YOUR TASK:
What lines in the entries below contain the word "reqwest"? Copy all of them.

DATASET EXTRACT:

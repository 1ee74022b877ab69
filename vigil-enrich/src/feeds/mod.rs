//! HTTP clients for the three enrichment feeds.
//!
//! Every fetch returns an `EnrichError` on failure; callers degrade the
//! affected CVE to unknown scores instead of failing the batch.

pub mod epss;
pub mod kev;
pub mod nvd;

use std::time::Duration;

use vigil_core::config::EnrichmentConfig;
use vigil_core::errors::{EnrichError, VigilResult};
use vigil_core::VigilError;

pub use epss::EpssScore;
pub use kev::KevCatalog;
pub use nvd::NvdDetail;

pub struct FeedClient {
    http: reqwest::Client,
    config: EnrichmentConfig,
}

impl FeedClient {
    pub fn new(config: EnrichmentConfig) -> VigilResult<Self> {
        let http = reqwest::Client::builder()
            .timeout(Duration::from_secs(config.http_timeout_secs))
            .build()
            .map_err(|e| VigilError::Config {
                reason: format!("enrichment http client: {e}"),
            })?;
        Ok(FeedClient { http, config })
    }

    /// Fetch CVSS detail and KEV eligibility for one CVE from NVD.
    pub async fn nvd_detail(&self, cve_id: &str) -> Result<NvdDetail, EnrichError> {
        let url = format!("{}?cveId={}", self.config.nvd_url, cve_id);
        let body: nvd::NvdResponse = self.get_json("nvd", cve_id, &url).await?;

        if body.vulnerabilities.is_empty() {
            tracing::warn!(cve = %cve_id, "not found in NVD");
            return Ok(NvdDetail::default());
        }
        let detail = nvd::extract_detail(&body, self.config.cvss_version);
        if detail.cvss.is_none() {
            let status = body
                .vulnerabilities
                .first()
                .and_then(|v| v.cve.vuln_status.as_deref());
            if status == Some("Awaiting Analysis") {
                tracing::info!(cve = %cve_id, "awaiting NVD analysis");
            }
        }
        Ok(detail)
    }

    /// Fetch the exploitation probability for one CVE from FIRST.org.
    pub async fn epss_score(&self, cve_id: &str) -> Result<EpssScore, EnrichError> {
        let url = format!("{}?cve={}", self.config.epss_url, cve_id);
        let body: epss::EpssResponse = self.get_json("epss", cve_id, &url).await?;
        if body.data.is_empty() {
            tracing::warn!(cve = %cve_id, "not found in EPSS");
        }
        Ok(epss::extract_score(&body))
    }

    /// Fetch the full KEV catalog.
    pub async fn kev_catalog(&self) -> Result<KevCatalog, EnrichError> {
        let url = self.config.kev_url.clone();
        self.get_json("kev", "catalog", &url).await
    }

    async fn get_json<T: serde::de::DeserializeOwned>(
        &self,
        feed: &str,
        cve_id: &str,
        url: &str,
    ) -> Result<T, EnrichError> {
        let response = self
            .http
            .get(url)
            .send()
            .await
            .and_then(|r| r.error_for_status())
            .map_err(|e| EnrichError::RequestFailed {
                feed: feed.to_string(),
                cve: cve_id.to_string(),
                reason: e.to_string(),
            })?;
        response.json().await.map_err(|e| EnrichError::MalformedResponse {
            feed: feed.to_string(),
            cve: cve_id.to_string(),
            reason: e.to_string(),
        })
    }
}
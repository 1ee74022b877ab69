//! The chunked enrichment job.

use std::sync::{Arc, LazyLock};
use std::time::{Duration, Instant};

use regex::Regex;
use tokio::sync::Mutex;

use vigil_core::config::EnrichmentConfig;
use vigil_core::constants::CVE_ID_PATTERN;
use vigil_core::errors::VigilResult;
use vigil_core::types::PriorityResult;
use vigil_store::StoreEngine;

use crate::feeds::{EpssScore, FeedClient, KevCatalog, NvdDetail};
use crate::rate_limit::RollingWindowLimiter;
use crate::scorer::PriorityScorer;

static CVE_ID_RE: LazyLock<Option<Regex>> =
    LazyLock::new(|| Regex::new(&format!("^{CVE_ID_PATTERN}$")).ok());

fn is_cve_id(name: &str) -> bool {
    CVE_ID_RE
        .as_ref()
        .map(|re| re.is_match(name))
        .unwrap_or(false)
}

/// Scores CVEs against the three external feeds and writes priorities
/// back to the store in chunks.
///
/// Feed failures degrade the affected CVE to unknown scores; only store
/// failures abort a run.
pub struct Enricher {
    store: Arc<StoreEngine>,
    feeds: FeedClient,
    scorer: PriorityScorer,
    limiter: Mutex<RollingWindowLimiter>,
    chunk_size: usize,
}

impl Enricher {
    pub fn new(store: Arc<StoreEngine>, config: EnrichmentConfig) -> VigilResult<Self> {
        let scorer = PriorityScorer::new(config.cvss_threshold, config.epss_threshold);
        let limiter = Mutex::new(RollingWindowLimiter::new(
            config.nvd_max_requests,
            Duration::from_secs(config.nvd_window_secs),
        ));
        let chunk_size = config.chunk_size.max(1);
        let feeds = FeedClient::new(config)?;
        Ok(Enricher {
            store,
            feeds,
            scorer,
            limiter,
            chunk_size,
        })
    }

    /// Score the given CVE identifiers. Identifiers that are not CVE ids
    /// are skipped before any network call.
    pub async fn enrich_and_score(&self, cve_names: &[String]) -> Vec<PriorityResult> {
        let mut results = Vec::with_capacity(cve_names.len());
        // one catalog fetch per run, attempted at most once
        let mut kev_catalog: Option<KevCatalog> = None;
        let mut kev_fetch_attempted = false;

        for cve_id in cve_names {
            if !is_cve_id(cve_id) {
                tracing::warn!(cve = %cve_id, "skipping invalid CVE identifier");
                continue;
            }

            self.nvd_permit().await;
            tracing::debug!(cve = %cve_id, "enriching");
            let detail = match self.feeds.nvd_detail(cve_id).await {
                Ok(detail) => detail,
                Err(e) => {
                    tracing::warn!(cve = %cve_id, error = %e, "NVD lookup failed");
                    NvdDetail::default()
                }
            };

            if detail.kev_eligible {
                if !kev_fetch_attempted {
                    kev_fetch_attempted = true;
                    match self.feeds.kev_catalog().await {
                        Ok(catalog) => kev_catalog = Some(catalog),
                        Err(e) => {
                            tracing::warn!(error = %e, "KEV catalog fetch failed");
                        }
                    }
                }
                if let Some(ransomware) = kev_catalog
                    .as_ref()
                    .and_then(|catalog| catalog.ransomware_use(cve_id))
                {
                    tracing::info!(
                        cve = %cve_id,
                        ransomware = %ransomware,
                        "listed in the CISA KEV catalog"
                    );
                }
            }

            let epss = match self.feeds.epss_score(cve_id).await {
                Ok(score) => score,
                Err(e) => {
                    tracing::warn!(cve = %cve_id, error = %e, "EPSS lookup failed");
                    EpssScore::default()
                }
            };

            results.push(self.scorer.score(cve_id, &detail, &epss));
        }
        results
    }

    /// Drain every CVE still lacking a priority: fetch, score, and bulk
    /// write-back one chunk at a time.
    pub async fn run_pending(&self) -> VigilResult<usize> {
        let pending = self.store.unscored_cves()?;
        if pending.is_empty() {
            return Ok(0);
        }
        tracing::info!(pending = pending.len(), "starting enrichment run");

        let mut written = 0;
        for chunk in pending.chunks(self.chunk_size) {
            let results = self.enrich_and_score(chunk).await;
            written += self.store.apply_priorities(&results)?;
        }
        tracing::info!(scored = written, "enrichment run complete");
        Ok(written)
    }

    async fn nvd_permit(&self) {
        loop {
            let wait = {
                let mut limiter = self.limiter.lock().await;
                match limiter.try_acquire_at(Instant::now()) {
                    Ok(()) => None,
                    Err(wait) => Some(wait),
                }
            };
            match wait {
                None => return,
                Some(wait) => tokio::time::sleep(wait).await,
            }
        }
    }
}

#[cfg(test)]
mod tests {
    use super::*;

    #[test]
    fn cve_id_gate_is_anchored() {
        assert!(is_cve_id("CVE-2024-1111"));
        assert!(is_cve_id("CVE-2021-4428812"));
        assert!(!is_cve_id("cve-2024-1111"));
        assert!(!is_cve_id("CVE-2024-111"));
        assert!(!is_cve_id("CVE-2024-1111 and friends"));
        assert!(!is_cve_id("GHSA-xxxx-yyyy"));
    }
}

TASK RESULT:
    http: reqwest::Client,
        let http = reqwest::Client::builder()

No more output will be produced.